DIRECTIONS FOR THIS TASK:
For each line of the listing that holds "KeywordAnalyzer", show the full line.

DATA section start

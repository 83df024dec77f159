// SonicPalette prompt pipeline.
//
// Turns a free-text "vibe" description into a word-limited music
// generation prompt plus the structured data behind it (styles, emotions,
// BPM range, instruments, chord progressions, reference tracks).
//
// Architecture, leaf-first:
// - `tokenize.rs`: lowercase ASCII words + single CJK characters, keyword hits
// - `similarity.rs`: `SimilarityScorer` trait, `TokenCosine` strategy
// - `emotion.rs`: keyword and similarity-ranked emotion detection
// - `scoring.rs`: per-style keyword/affinity/bonus scores, semantic blend
// - `analyzer.rs`: `VibeAnalyzer` strategy (keyword or semantic)
// - `select.rs`: top styles, tempo blend, instruments, chords, references
// - `prefs.rs`: tempo and texture preference adjustments
// - `compose.rs`: prompt sections and five-stage word-budget compression
// - `engine.rs`: `PromptEngine`, the per-request pipeline
// - `config.rs`: `PromptConfig`, every tunable constant (serde JSON)
// - `intent.rs`: `UserIntent` and the preference enums
// - `error.rs`: `PromptError`
//
// The lexicon comes from `sonic_palette_lexicon` and randomness from an
// injected `sonic_palette_prng::VibeRng`. Nothing in this crate does I/O
// except `PromptConfig::load`.

pub mod analyzer;
pub mod compose;
pub mod config;
pub mod emotion;
pub mod engine;
pub mod error;
pub mod intent;
pub mod prefs;
pub mod scoring;
pub mod select;
pub mod similarity;
pub mod tokenize;

pub use analyzer::{KeywordAnalyzer, SemanticAnalyzer, VibeAnalyzer};
pub use config::{KeywordMatch, PromptConfig, WordBudget};
pub use engine::{PromptEngine, PromptResult};
pub use error::{PromptError, Result, UnknownPreference};
pub use intent::{EraPref, TempoPref, TexturePref, UserIntent};
pub use similarity::{SimilarityScorer, TokenCosine};
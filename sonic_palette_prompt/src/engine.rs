// The request pipeline.
//
// `PromptEngine` owns a lexicon, a config and one analyzer strategy, all
// fixed at construction. `generate` runs a single request through the
// stages in order:
//
//   tokenize → emotions → style scores → top styles → tempo blend →
//   instruments → chords (rng) → preferences → references (rng) → prompt
//
// The engine holds no per-request state; the only mutable input is the
// caller's `VibeRng`, so a fixed seed reproduces a result exactly.

use crate::analyzer::{KeywordAnalyzer, VibeAnalyzer};
use crate::compose::{format_prompt, word_count};
use crate::config::PromptConfig;
use crate::error::{PromptError, Result};
use crate::intent::UserIntent;
use crate::prefs::apply_prefs;
use crate::select::{
    blend_bpm, collect_instruments, pick_chords, pick_top_styles, suggest_references,
};
use crate::tokenize::tokenize;
use serde::{Deserialize, Serialize};
use sonic_palette_lexicon::{ChordTemplate, Lexicon, ReferenceTrack, StyleProfile, TempoRange};
use sonic_palette_prng::VibeRng;
use tracing::{debug, warn};

/// Everything a request produces: the prompt text plus the structured data
/// it was composed from.
#[derive(Debug, Clone, PartialEq, Serialize, Deserialize)]
pub struct PromptResult {
    pub styles: Vec<String>,
    pub emotions: Vec<String>,
    pub bpm_range: TempoRange,
    pub instruments: Vec<String>,
    pub chords: Vec<ChordTemplate>,
    pub references: Vec<ReferenceTrack>,
    pub prompt: String,
}

impl PromptResult {
    pub fn word_count(&self) -> usize {
        word_count(&self.prompt)
    }
}

#[derive(Debug, Clone)]
pub struct PromptEngine<A = KeywordAnalyzer> {
    lexicon: Lexicon,
    config: PromptConfig,
    analyzer: A,
}

impl PromptEngine<KeywordAnalyzer> {
    /// Keyword analyzer over the given lexicon and config.
    pub fn keyword(lexicon: Lexicon, config: PromptConfig) -> Result<Self> {
        Self::new(lexicon, config, KeywordAnalyzer)
    }
}

impl<A: VibeAnalyzer> PromptEngine<A> {
    /// Validates the config and checks that every default style exists in
    /// the lexicon. Lexicon inconsistencies that the pipeline tolerates
    /// (dangling affinity or bonus names) are logged, not rejected.
    pub fn new(lexicon: Lexicon, config: PromptConfig, analyzer: A) -> Result<Self> {
        config.validate()?;

        if let Some(missing) = config
            .default_styles
            .iter()
            .find(|name| lexicon.style(name).is_none())
        {
            return Err(PromptError::UnknownStyle(missing.clone()));
        }

        for warning in lexicon.validate(&config.generic_reference_bucket) {
            warn!("lexicon: {warning}");
        }
        for bonus in &config.tie_breaks {
            for style in bonus.styles.keys() {
                if lexicon.style(style).is_none() {
                    warn!("tie-break bonus names unknown style '{style}', ignoring");
                }
            }
        }
        if !lexicon.has_emotion(&config.fallback_emotion) {
            warn!(
                "fallback emotion '{}' is not in the lexicon",
                config.fallback_emotion
            );
        }

        Ok(PromptEngine {
            lexicon,
            config,
            analyzer,
        })
    }

    pub fn config(&self) -> &PromptConfig {
        &self.config
    }

    pub fn analyzer(&self) -> &A {
        &self.analyzer
    }

    /// Run one request. Fails only on an empty description or a selected
    /// style missing from the lexicon.
    pub fn generate(&self, intent: &UserIntent, rng: &mut VibeRng) -> Result<PromptResult> {
        let text = intent.description.trim();
        if text.is_empty() {
            return Err(PromptError::EmptyDescription);
        }
        let config = &self.config;
        let lexicon = &self.lexicon;

        let tokens = tokenize(text);
        let emotions = self.analyzer.detect_emotions(lexicon, config, text, &tokens);
        debug!(
            analyzer = self.analyzer.name(),
            tokens = tokens.len(),
            ?emotions,
            "emotions detected"
        );

        let scores = self
            .analyzer
            .score_styles(lexicon, config, text, &tokens, &emotions);
        debug!(?scores, "styles scored");

        let styles = pick_top_styles(&scores, config.top_styles, &config.default_styles);
        let profiles = styles
            .iter()
            .map(|name| {
                lexicon
                    .style(name)
                    .ok_or_else(|| PromptError::UnknownStyle(name.clone()))
            })
            .collect::<Result<Vec<&StyleProfile>>>()?;

        let bpm = blend_bpm(&profiles)
            .ok_or_else(|| PromptError::InvalidConfig("no styles selected".into()))?;
        let instruments = collect_instruments(&profiles, config.instrument_cap);
        let chords = pick_chords(&profiles, config.chord_count, rng);
        debug!(
            ?styles,
            %bpm,
            instruments = instruments.len(),
            chords = chords.len(),
            "styles aggregated"
        );

        let (bpm, instruments) = apply_prefs(bpm, &instruments, intent, config);
        let references = suggest_references(
            lexicon,
            &styles,
            &emotions,
            config.reference_count,
            &config.generic_reference_bucket,
            rng,
        );

        let prompt = format_prompt(
            &styles,
            &emotions,
            bpm,
            &instruments,
            &chords,
            &references,
            &config.word_budget(),
        );
        debug!(words = word_count(&prompt), "prompt composed");

        Ok(PromptResult {
            styles,
            emotions,
            bpm_range: bpm,
            instruments,
            chords,
            references,
            prompt,
        })
    }
}
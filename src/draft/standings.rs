// Season standings snapshot and the reverse-record draft comparator.

use std::cmp::Ordering;

use serde::{Deserialize, Serialize};

use crate::feed::{parse_count, parse_stat};

/// One league member's seasonal record as delivered by the standings export.
///
/// Every numeric field arrives as a string and is coerced on access; a field
/// the export omits reads as zero.
#[derive(Debug, Clone, Serialize, Deserialize)]
pub struct StandingsFranchise {
    pub id: String,
    /// Overall head-to-head record.
    #[serde(default)]
    pub h2hw: Option<String>,
    #[serde(default)]
    pub h2hl: Option<String>,
    #[serde(default)]
    pub h2ht: Option<String>,
    /// Divisional record.
    #[serde(default)]
    pub divw: Option<String>,
    #[serde(default)]
    pub divl: Option<String>,
    #[serde(default)]
    pub divt: Option<String>,
    /// All-play winning percentage, as a decimal string (".5624").
    #[serde(default)]
    pub all_play_pct: Option<String>,
    /// Points for / against.
    #[serde(default)]
    pub pf: Option<String>,
    #[serde(default)]
    pub pa: Option<String>,
    /// Power rating.
    #[serde(default)]
    pub pwr: Option<String>,
    /// Victory points.
    #[serde(default)]
    pub vp: Option<String>,
}

impl StandingsFranchise {
    pub fn wins(&self) -> u32 {
        parse_count(self.h2hw.as_deref())
    }

    pub fn losses(&self) -> u32 {
        parse_count(self.h2hl.as_deref())
    }

    pub fn ties(&self) -> u32 {
        parse_count(self.h2ht.as_deref())
    }

    /// Winning percentage with ties counted as half a win. 0.0 before any
    /// games have been played.
    pub fn win_pct(&self) -> f64 {
        let games = self.wins() + self.losses() + self.ties();
        if games == 0 {
            return 0.0;
        }
        (self.wins() as f64 + 0.5 * self.ties() as f64) / games as f64
    }

    pub fn all_play_pct(&self) -> f64 {
        parse_stat(self.all_play_pct.as_deref())
    }

    pub fn points_for(&self) -> f64 {
        parse_stat(self.pf.as_deref())
    }

    pub fn points_against(&self) -> f64 {
        parse_stat(self.pa.as_deref())
    }

    pub fn power_rating(&self) -> f64 {
        parse_stat(self.pwr.as_deref())
    }

    pub fn victory_points(&self) -> f64 {
        parse_stat(self.vp.as_deref())
    }

    /// Display record, "W-L-T".
    pub fn record(&self) -> String {
        format!("{}-{}-{}", self.wins(), self.losses(), self.ties())
    }

    /// Display divisional record, "W-L-T".
    pub fn division_record(&self) -> String {
        format!(
            "{}-{}-{}",
            parse_count(self.divw.as_deref()),
            parse_count(self.divl.as_deref()),
            parse_count(self.divt.as_deref())
        )
    }
}

/// Worse-record-first comparator used for draft-order assignment.
///
/// Ascending winning percentage, then five cascading tiebreakers, each also
/// ascending so the weaker team sorts first: all-play percentage, points
/// for, power rating, victory points, points against. Franchises equal on
/// every field compare `Equal`; a stable sort then preserves input order,
/// which the order predictor relies on for determinism.
pub fn cmp_reverse_record(a: &StandingsFranchise, b: &StandingsFranchise) -> Ordering {
    let keys = |f: &StandingsFranchise| {
        [
            f.win_pct(),
            f.all_play_pct(),
            f.points_for(),
            f.power_rating(),
            f.victory_points(),
            f.points_against(),
        ]
    };
    for (ka, kb) in keys(a).iter().zip(keys(b).iter()) {
        match ka.partial_cmp(kb).unwrap_or(Ordering::Equal) {
            Ordering::Equal => continue,
            other => return other,
        }
    }
    Ordering::Equal
}

// ---------------------------------------------------------------------------
// Tests
// ---------------------------------------------------------------------------
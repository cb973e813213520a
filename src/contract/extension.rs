// Extension salary calculation.
//
// Pure arithmetic, no I/O. A two-year extension is priced against the
// league-wide average salary of the top 5 players at the player's position,
// amortized over the extended contract length.

use serde::Serialize;

/// Fixed annual salary escalation applied to every contract year.
pub const ANNUAL_ESCALATION: f64 = 0.10;

/// The priced terms of a two-year extension.
#[derive(Debug, Clone, Copy, Serialize)]
pub struct ExtensionSalary {
    /// Extra salary per year the extension adds.
    pub extension_value_per_year: f64,
    /// Salary per year under the extended contract.
    pub new_contract_salary: f64,
    /// Total value over the full extended length.
    pub total_new_value: f64,
}

/// Price a two-year extension.
///
/// - `extension_value_per_year = (top5_average * 2) / (current_years + 2)`
/// - `new_contract_salary = current_salary + extension_value_per_year`
/// - `total_new_value = new_contract_salary * (current_years + 2)`
///
/// `top5_average` of 0 prices a zero-value extension: the player re-signs
/// at their current salary. `current_years` of 0 is permitted; the divisor
/// is always at least 2.
pub fn calculate_extension(
    current_salary: f64,
    current_years: u8,
    top5_average: f64,
) -> ExtensionSalary {
    let new_length = current_years as f64 + 2.0;
    let extension_value_per_year = (top5_average * 2.0) / new_length;
    let new_contract_salary = current_salary + extension_value_per_year;
    ExtensionSalary {
        extension_value_per_year,
        new_contract_salary,
        total_new_value: new_contract_salary * new_length,
    }
}

/// Project a base salary `years_from_now` years into the future by
/// compounding the fixed annual escalation.
pub fn projected_salary(base: f64, years_from_now: u32) -> f64 {
    base * (1.0 + ANNUAL_ESCALATION).powi(years_from_now as i32)
}

// ---------------------------------------------------------------------------
// Tests
// ---------------------------------------------------------------------------
// Configuration loading and parsing (config/league.toml).

use std::collections::HashMap;
use std::path::{Path, PathBuf};

use serde::Deserialize;
use thiserror::Error;

// ---------------------------------------------------------------------------
// Error types
// ---------------------------------------------------------------------------

#[derive(Debug, Error)]
pub enum ConfigError {
    #[error("config file not found: {path}")]
    FileNotFound { path: PathBuf },

    #[error("failed to parse config file {path}: {source}")]
    ParseError {
        path: PathBuf,
        source: toml::de::Error,
    },

    #[error("validation error for field `{field}`: {message}")]
    ValidationError { field: String, message: String },
}

// ---------------------------------------------------------------------------
// league.toml structs
// ---------------------------------------------------------------------------

/// Wrapper for the top-level tables in league.toml.
#[derive(Debug, Clone, Deserialize)]
struct LeagueFile {
    league: LeagueConfig,
    data_paths: DataPaths,
}

#[derive(Debug, Clone, Deserialize)]
pub struct LeagueConfig {
    pub name: String,
    /// League ids allowed to submit contract changes.
    pub allowed_league_ids: Vec<String>,
    pub num_franchises: usize,
    pub draft_rounds: u8,
    /// The draft year assets are computed for.
    pub season: u16,
    /// Franchise id -> display name. Franchises missing here render with an
    /// id-based fallback name.
    #[serde(default)]
    pub franchises: HashMap<String, String>,
}

/// Snapshot JSON export paths, relative to the config's base directory.
#[derive(Debug, Clone, Deserialize)]
pub struct DataPaths {
    pub standings: String,
    pub transactions: String,
    pub draft_results: String,
    pub playoff_brackets: String,
}

#[derive(Debug, Clone)]
pub struct Config {
    pub league: LeagueConfig,
    pub data_paths: DataPaths,
}

// ---------------------------------------------------------------------------
// Loading logic
// ---------------------------------------------------------------------------

/// Load and validate configuration from `config/league.toml` relative to
/// the given `base_dir`.
pub fn load_config_from(base_dir: &Path) -> Result<Config, ConfigError> {
    let league_path = base_dir.join("config").join("league.toml");
    let league_text =
        std::fs::read_to_string(&league_path).map_err(|_| ConfigError::FileNotFound {
            path: league_path.clone(),
        })?;
    let league_file: LeagueFile =
        toml::from_str(&league_text).map_err(|e| ConfigError::ParseError {
            path: league_path.clone(),
            source: e,
        })?;

    let config = Config {
        league: league_file.league,
        data_paths: league_file.data_paths,
    };

    validate(&config)?;

    Ok(config)
}

/// Convenience wrapper: loads config relative to the current working
/// directory.
pub fn load_config() -> Result<Config, ConfigError> {
    let cwd = std::env::current_dir().map_err(|_| ConfigError::FileNotFound {
        path: PathBuf::from("."),
    })?;
    load_config_from(&cwd)
}

// ---------------------------------------------------------------------------
// Validation
// ---------------------------------------------------------------------------

fn validate(config: &Config) -> Result<(), ConfigError> {
    if config.league.num_franchises == 0 {
        return Err(ConfigError::ValidationError {
            field: "league.num_franchises".into(),
            message: "must be greater than 0".into(),
        });
    }

    if !(1..=5).contains(&config.league.draft_rounds) {
        return Err(ConfigError::ValidationError {
            field: "league.draft_rounds".into(),
            message: format!(
                "must be between 1 and 5, got {}",
                config.league.draft_rounds
            ),
        });
    }

    if config.league.allowed_league_ids.is_empty() {
        return Err(ConfigError::ValidationError {
            field: "league.allowed_league_ids".into(),
            message: "at least one league id is required".into(),
        });
    }

    Ok(())
}

// ---------------------------------------------------------------------------
// Unit tests
// ---------------------------------------------------------------------------

#[cfg(test)]
mod tests {
    use super::*;
    use std::fs;

    const VALID_LEAGUE_TOML: &str = r#"
[league]
name = "TheLeague"
allowed_league_ids = ["12345", "67890"]
num_franchises = 16
draft_rounds = 3
season = 2026

[league.franchises]
"0001" = "Moss Point Mallards"
"0002" = "Hill Valley Hawks"

[data_paths]
standings = "data/standings.json"
transactions = "data/transactions.json"
draft_results = "data/draft_results.json"
playoff_brackets = "data/playoff_brackets.json"
"#;

    fn write_config(dir_name: &str, contents: &str) -> PathBuf {
        let tmp = std::env::temp_dir().join(dir_name);
        let _ = fs::remove_dir_all(&tmp);
        fs::create_dir_all(tmp.join("config")).unwrap();
        fs::write(tmp.join("config/league.toml"), contents).unwrap();
        tmp
    }

    #[test]
    fn load_valid_config() {
        let tmp = write_config("capkeeper_config_valid", VALID_LEAGUE_TOML);
        let config = load_config_from(&tmp).expect("should load valid config");

        assert_eq!(config.league.name, "TheLeague");
        assert_eq!(config.league.allowed_league_ids, vec!["12345", "67890"]);
        assert_eq!(config.league.num_franchises, 16);
        assert_eq!(config.league.draft_rounds, 3);
        assert_eq!(config.league.season, 2026);
        assert_eq!(
            config.league.franchises.get("0001").map(String::as_str),
            Some("Moss Point Mallards")
        );
        assert_eq!(config.data_paths.standings, "data/standings.json");

        let _ = fs::remove_dir_all(&tmp);
    }

    #[test]
    fn missing_file_is_file_not_found() {
        let tmp = std::env::temp_dir().join("capkeeper_config_missing");
        let _ = fs::remove_dir_all(&tmp);
        fs::create_dir_all(&tmp).unwrap();

        let err = load_config_from(&tmp).unwrap_err();
        match &err {
            ConfigError::FileNotFound { path } => assert!(path.ends_with("league.toml")),
            other => panic!("expected FileNotFound, got: {other}"),
        }

        let _ = fs::remove_dir_all(&tmp);
    }

    #[test]
    fn invalid_toml_is_parse_error() {
        let tmp = write_config("capkeeper_config_bad_toml", "this is not [[[ toml");
        let err = load_config_from(&tmp).unwrap_err();
        match &err {
            ConfigError::ParseError { path, .. } => assert!(path.ends_with("league.toml")),
            other => panic!("expected ParseError, got: {other}"),
        }
        let _ = fs::remove_dir_all(&tmp);
    }

    #[test]
    fn rejects_zero_franchises() {
        let modified = VALID_LEAGUE_TOML.replace("num_franchises = 16", "num_franchises = 0");
        let tmp = write_config("capkeeper_config_zero_franchises", &modified);
        let err = load_config_from(&tmp).unwrap_err();
        match &err {
            ConfigError::ValidationError { field, .. } => {
                assert_eq!(field, "league.num_franchises");
            }
            other => panic!("expected ValidationError, got: {other}"),
        }
        let _ = fs::remove_dir_all(&tmp);
    }

    #[test]
    fn rejects_out_of_range_rounds() {
        let modified = VALID_LEAGUE_TOML.replace("draft_rounds = 3", "draft_rounds = 0");
        let tmp = write_config("capkeeper_config_zero_rounds", &modified);
        let err = load_config_from(&tmp).unwrap_err();
        match &err {
            ConfigError::ValidationError { field, .. } => {
                assert_eq!(field, "league.draft_rounds");
            }
            other => panic!("expected ValidationError, got: {other}"),
        }
        let _ = fs::remove_dir_all(&tmp);
    }

    #[test]
    fn rejects_empty_league_allow_list() {
        let modified = VALID_LEAGUE_TOML.replace(
            r#"allowed_league_ids = ["12345", "67890"]"#,
            "allowed_league_ids = []",
        );
        let tmp = write_config("capkeeper_config_empty_leagues", &modified);
        let err = load_config_from(&tmp).unwrap_err();
        match &err {
            ConfigError::ValidationError { field, .. } => {
                assert_eq!(field, "league.allowed_league_ids");
            }
            other => panic!("expected ValidationError, got: {other}"),
        }
        let _ = fs::remove_dir_all(&tmp);
    }

    #[test]
    fn franchises_table_is_optional() {
        let mut modified = VALID_LEAGUE_TOML.replace("[league.franchises]", "[league.unused]");
        modified = modified.replace(r#""0001" = "Moss Point Mallards""#, "");
        modified = modified.replace(r#""0002" = "Hill Valley Hawks""#, "");
        let tmp = write_config("capkeeper_config_no_franchises", &modified);
        let config = load_config_from(&tmp).expect("franchise table should be optional");
        assert!(config.league.franchises.is_empty());
        let _ = fs::remove_dir_all(&tmp);
    }
}
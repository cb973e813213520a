// Player age utilities for the roster age-distribution widget.

use chrono::{DateTime, Datelike, NaiveDate};
use serde::Serialize;

use crate::feed::parse_timestamp;

/// Compute a player's age in whole years as of `as_of`.
///
/// `birthdate_secs` is a Unix-seconds timestamp (a numeric string upstream;
/// see `age_from_birthdate_field`). A birthday not yet reached in the
/// `as_of` year counts as one year younger.
pub fn age_from_birthdate(birthdate_secs: i64, as_of: NaiveDate) -> u32 {
    let birth = match DateTime::from_timestamp(birthdate_secs, 0) {
        Some(dt) => dt.date_naive(),
        None => return 0,
    };
    let mut years = as_of.year() - birth.year();
    if (as_of.month(), as_of.day()) < (birth.month(), birth.day()) {
        years -= 1;
    }
    years.max(0) as u32
}

/// Age from the feed's string birthdate field. Missing or unparseable
/// fields coerce to the epoch, like every other feed numeric.
pub fn age_from_birthdate_field(raw: Option<&str>, as_of: NaiveDate) -> u32 {
    age_from_birthdate(parse_timestamp(raw), as_of)
}

// ---------------------------------------------------------------------------
// Age buckets
// ---------------------------------------------------------------------------

/// Age buckets for the distribution chart, in display order.
#[derive(Debug, Clone, Copy, PartialEq, Eq, Hash, Serialize)]
pub enum AgeBucket {
    Under25,
    TwentyFiveToTwentyNine,
    ThirtyToThirtyThree,
    ThirtyFourPlus,
}

impl AgeBucket {
    pub const ALL: [AgeBucket; 4] = [
        AgeBucket::Under25,
        AgeBucket::TwentyFiveToTwentyNine,
        AgeBucket::ThirtyToThirtyThree,
        AgeBucket::ThirtyFourPlus,
    ];

    pub fn from_age(age: u32) -> Self {
        match age {
            0..=24 => AgeBucket::Under25,
            25..=29 => AgeBucket::TwentyFiveToTwentyNine,
            30..=33 => AgeBucket::ThirtyToThirtyThree,
            _ => AgeBucket::ThirtyFourPlus,
        }
    }

    pub fn label(&self) -> &'static str {
        match self {
            AgeBucket::Under25 => "Under 25",
            AgeBucket::TwentyFiveToTwentyNine => "25-29",
            AgeBucket::ThirtyToThirtyThree => "30-33",
            AgeBucket::ThirtyFourPlus => "34+",
        }
    }

    /// Chart segment color for this bucket.
    pub fn color(&self) -> &'static str {
        match self {
            AgeBucket::Under25 => "#4ade80",
            AgeBucket::TwentyFiveToTwentyNine => "#60a5fa",
            AgeBucket::ThirtyToThirtyThree => "#facc15",
            AgeBucket::ThirtyFourPlus => "#f87171",
        }
    }
}

/// Count ages into buckets, in fixed bucket order. Empty buckets are
/// included so the chart legend stays stable.
pub fn age_distribution(ages: &[u32]) -> Vec<(AgeBucket, usize)> {
    AgeBucket::ALL
        .iter()
        .map(|&bucket| {
            let count = ages
                .iter()
                .filter(|&&age| AgeBucket::from_age(age) == bucket)
                .count();
            (bucket, count)
        })
        .collect()
}

// ---------------------------------------------------------------------------
// Tests
// ---------------------------------------------------------------------------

DATA section end

ANSWER FOR THE TASK:
pub use analyzer::{KeywordAnalyzer, SemanticAnalyzer, VibeAnalyzer};
use crate::analyzer::{KeywordAnalyzer, VibeAnalyzer};
pub struct PromptEngine<A = KeywordAnalyzer> {
impl PromptEngine<KeywordAnalyzer> {
        Self::new(lexicon, config, KeywordAnalyzer)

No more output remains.